Dans une déclaration relayée par plusieurs médias, M. Boko a affirmé que le Botswana ne pouvait plus " voyager à l'étranger " pour négocier des affaires qui concernent ses propres ressources. Il a ajouté que, si des pays ou des entreprises étaient réellement intéressés par ce que le Botswana a à offrir, ils devraient venir directement dans le pays pour engager les discussions.
" Dans le commerce, ce sont les acheteurs qui se déplacent chez les vendeurs ", a insisté le président botswanais, soulignant que, lorsque ce principe fondamental est ignoré, la sincérité de l'intérêt doit être remise en question.
Le Botswana, grand producteur de diamants et riche en ressources minérales, entretient historiquement des liens économiques et diplomatiques avec les pays occidentaux, notamment les États‑Unis.
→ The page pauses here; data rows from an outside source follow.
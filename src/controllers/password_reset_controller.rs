//! Controlador del asistente de recuperación de contraseña
//!
//! Envía los requests que decide `PasswordResetWizard` y mantiene la cuenta
//! atrás del código: una tarea que descuenta un segundo mientras el paso
//! sea `Code` y el código no esté verificado.

use std::sync::Arc;
use std::time::Duration;

use tokio::sync::{Mutex, RwLock};
use tokio::task::JoinHandle;
use tracing::{debug, error};

use crate::dto::password_reset_dto::RequestCodeResponse;
use crate::services::password_reset_service::PasswordResetApi;
use crate::store::password_reset::{PasoReset, PasswordResetWizard};
use crate::utils::errors::AppResult;

const TICK: Duration = Duration::from_secs(1);

/// Tarea de la cuenta atrás; se aborta al soltarla
struct CountdownTask(JoinHandle<()>);

impl Drop for CountdownTask {
    fn drop(&mut self) {
        self.0.abort();
    }
}

pub struct PasswordResetController<A: PasswordResetApi + 'static> {
    api: Arc<A>,
    wizard: Arc<RwLock<PasswordResetWizard>>,
    countdown: Arc<Mutex<Option<CountdownTask>>>,
}

impl<A: PasswordResetApi + 'static> Clone for PasswordResetController<A> {
    fn clone(&self) -> Self {
        Self {
            api: Arc::clone(&self.api),
            wizard: Arc::clone(&self.wizard),
            countdown: Arc::clone(&self.countdown),
        }
    }
}

impl<A: PasswordResetApi + 'static> PasswordResetController<A> {
    pub fn new(api: Arc<A>) -> Self {
        Self {
            api,
            wizard: Arc::new(RwLock::new(PasswordResetWizard::new())),
            countdown: Arc::new(Mutex::new(None)),
        }
    }

    pub async fn snapshot(&self) -> PasswordResetWizard {
        self.wizard.read().await.clone()
    }

    pub async fn paso(&self) -> PasoReset {
        self.wizard.read().await.paso()
    }

    pub async fn set_email(&self, email: &str) {
        self.wizard.write().await.set_email(email);
    }

    pub async fn set_code(&self, code: &str) {
        self.wizard.write().await.set_code(code);
    }

    pub async fn set_passwords(&self, new_password: &str, confirm_password: &str) {
        self.wizard
            .write()
            .await
            .set_passwords(new_password, confirm_password);
    }

    /// Paso 1: solicitar el código
    pub async fn submit_email(&self) -> AppResult<PasoReset> {
        let request = self.wizard.write().await.submit_email()?;
        let result = self.api.request_code(request).await;
        self.apply_code_requested(result).await
    }

    /// Reenviar el código desde el paso 2
    pub async fn resend(&self) -> AppResult<PasoReset> {
        let request = self.wizard.write().await.resend()?;
        let result = self.api.request_code(request).await;
        self.apply_code_requested(result).await
    }

    async fn apply_code_requested(
        &self,
        result: AppResult<RequestCodeResponse>,
    ) -> AppResult<PasoReset> {
        if let Err(e) = &result {
            error!("❌ Error solicitando código: {}", e);
        }
        let (paso, ticking) = {
            let mut wizard = self.wizard.write().await;
            wizard.on_code_requested(result);
            (wizard.paso(), wizard.should_tick())
        };
        if ticking {
            self.start_countdown().await;
        }
        Ok(paso)
    }

    /// Paso 2: verificar el código
    pub async fn submit_code(&self) -> AppResult<PasoReset> {
        let request = self.wizard.write().await.submit_code()?;
        let Some(request) = request else {
            debug!("🔢 Código ya verificado, sin nueva verificación");
            return Ok(self.paso().await);
        };

        let result = self.api.verify_code(request).await;
        if let Err(e) = &result {
            error!("❌ Error verificando código: {}", e);
        }

        let paso = {
            let mut wizard = self.wizard.write().await;
            wizard.on_code_verified(result);
            wizard.paso()
        };
        if paso == PasoReset::NewPassword {
            self.stop_countdown().await;
        }
        Ok(paso)
    }

    /// Paso 3: establecer la nueva contraseña
    pub async fn submit_password(&self) -> AppResult<PasoReset> {
        let request = self.wizard.write().await.submit_password()?;
        let result = self.api.set_new_password(request).await;
        if let Err(e) = &result {
            error!("❌ Error estableciendo contraseña: {}", e);
        }

        let mut wizard = self.wizard.write().await;
        wizard.on_password_set(result);
        Ok(wizard.paso())
    }

    pub async fn back(&self) -> PasoReset {
        let mut wizard = self.wizard.write().await;
        wizard.back();
        wizard.paso()
    }

    async fn start_countdown(&self) {
        let wizard = Arc::clone(&self.wizard);
        let handle = tokio::spawn(async move {
            loop {
                tokio::time::sleep(TICK).await;
                if !wizard.write().await.tick() {
                    debug!("⏱️ Cuenta atrás detenida");
                    break;
                }
            }
        });
        // la tarea anterior se aborta al reemplazarla
        *self.countdown.lock().await = Some(CountdownTask(handle));
    }

    /// Detener la cuenta atrás (también al desmontar la vista)
    pub async fn stop_countdown(&self) {
        self.countdown.lock().await.take();
    }
}

#[cfg(test)]
mod tests {
    use super::*;
    use crate::dto::password_reset_dto::{SetNewPasswordResponse, VerifyCodeResponse};
    use crate::services::password_reset_service::MockPasswordResetApi;
    use crate::store::password_reset::{CodeCountdown, CODE_EXPIRED};
    use crate::utils::errors::AppError;

    fn mock_request_code(mock: &mut MockPasswordResetApi, ttl: u32) {
        mock.expect_request_code().times(1).returning(move |_| {
            Ok(RequestCodeResponse {
                success: true,
                message: Some("Código enviado".into()),
                expires_in_seconds: Some(ttl),
            })
        });
    }

    #[tokio::test(start_paused = true)]
    async fn test_expired_code_sends_no_verify_request() {
        let mut mock = MockPasswordResetApi::new();
        mock_request_code(&mut mock, 3);
        mock.expect_verify_code().times(0);

        let controller = PasswordResetController::new(Arc::new(mock));
        controller.set_email("ana@example.com").await;
        assert_eq!(controller.submit_email().await.unwrap(), PasoReset::Code);

        tokio::time::sleep(Duration::from_millis(3500)).await;
        assert_eq!(controller.snapshot().await.countdown(), CodeCountdown::Running(0));

        controller.set_code("1234").await;
        let err = controller.submit_code().await.unwrap_err();
        assert!(matches!(err, AppError::Validation(ref msg) if msg == CODE_EXPIRED));
    }

    #[tokio::test(start_paused = true)]
    async fn test_verified_code_freezes_countdown() {
        let mut mock = MockPasswordResetApi::new();
        mock_request_code(&mut mock, 60);
        mock.expect_verify_code().times(1).returning(|_| {
            Ok(VerifyCodeResponse {
                success: true,
                message: None,
                remaining_attempts: None,
            })
        });
        mock.expect_set_new_password()
            .withf(|body| body.code.is_none() && body.new_password == "Abcdef1!")
            .times(1)
            .returning(|_| {
                Ok(SetNewPasswordResponse {
                    success: true,
                    message: None,
                })
            });

        let controller = PasswordResetController::new(Arc::new(mock));
        controller.set_email("ana@example.com").await;
        controller.submit_email().await.unwrap();

        tokio::time::sleep(Duration::from_millis(2500)).await;
        assert_eq!(controller.snapshot().await.countdown(), CodeCountdown::Running(58));

        controller.set_code("1234").await;
        assert_eq!(controller.submit_code().await.unwrap(), PasoReset::NewPassword);

        tokio::time::sleep(Duration::from_secs(120)).await;
        assert_eq!(controller.snapshot().await.countdown(), CodeCountdown::Verified);

        // volver y reenviar el mismo código no vuelve a verificar
        assert_eq!(controller.back().await, PasoReset::Code);
        assert_eq!(controller.submit_code().await.unwrap(), PasoReset::NewPassword);

        controller.set_passwords("Abcdef1!", "Abcdef1!").await;
        assert_eq!(controller.submit_password().await.unwrap(), PasoReset::Success);
    }

    #[tokio::test]
    async fn test_request_failure_stays_on_email() {
        let mut mock = MockPasswordResetApi::new();
        mock.expect_request_code()
            .times(1)
            .returning(|_| Err(AppError::Timeout("30s".into())));

        let controller = PasswordResetController::new(Arc::new(mock));
        controller.set_email("ana@example.com").await;
        assert_eq!(controller.submit_email().await.unwrap(), PasoReset::Email);
        assert_eq!(
            controller.snapshot().await.error(),
            Some("Error de conexión. Intenta nuevamente.")
        );
    }

    #[tokio::test]
    async fn test_invalid_email_sends_nothing() {
        let mut mock = MockPasswordResetApi::new();
        mock.expect_request_code().times(0);

        let controller = PasswordResetController::new(Arc::new(mock));
        controller.set_email("ana").await;
        assert!(controller.submit_email().await.is_err());
    }
}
Cependant, les récents différends commerciaux et les discussions sur les tarifs ont conduit la nouvelle administration à réévaluer sa stratégie de négociation à l'international.
Toutefois, il n'a pas été précisé quels sujets spécifiques avaient motivé l'invitation de la Maison‑Blanche, ni si des discussions alternatives pourraient se tenir à Gaborone dans un avenir proche.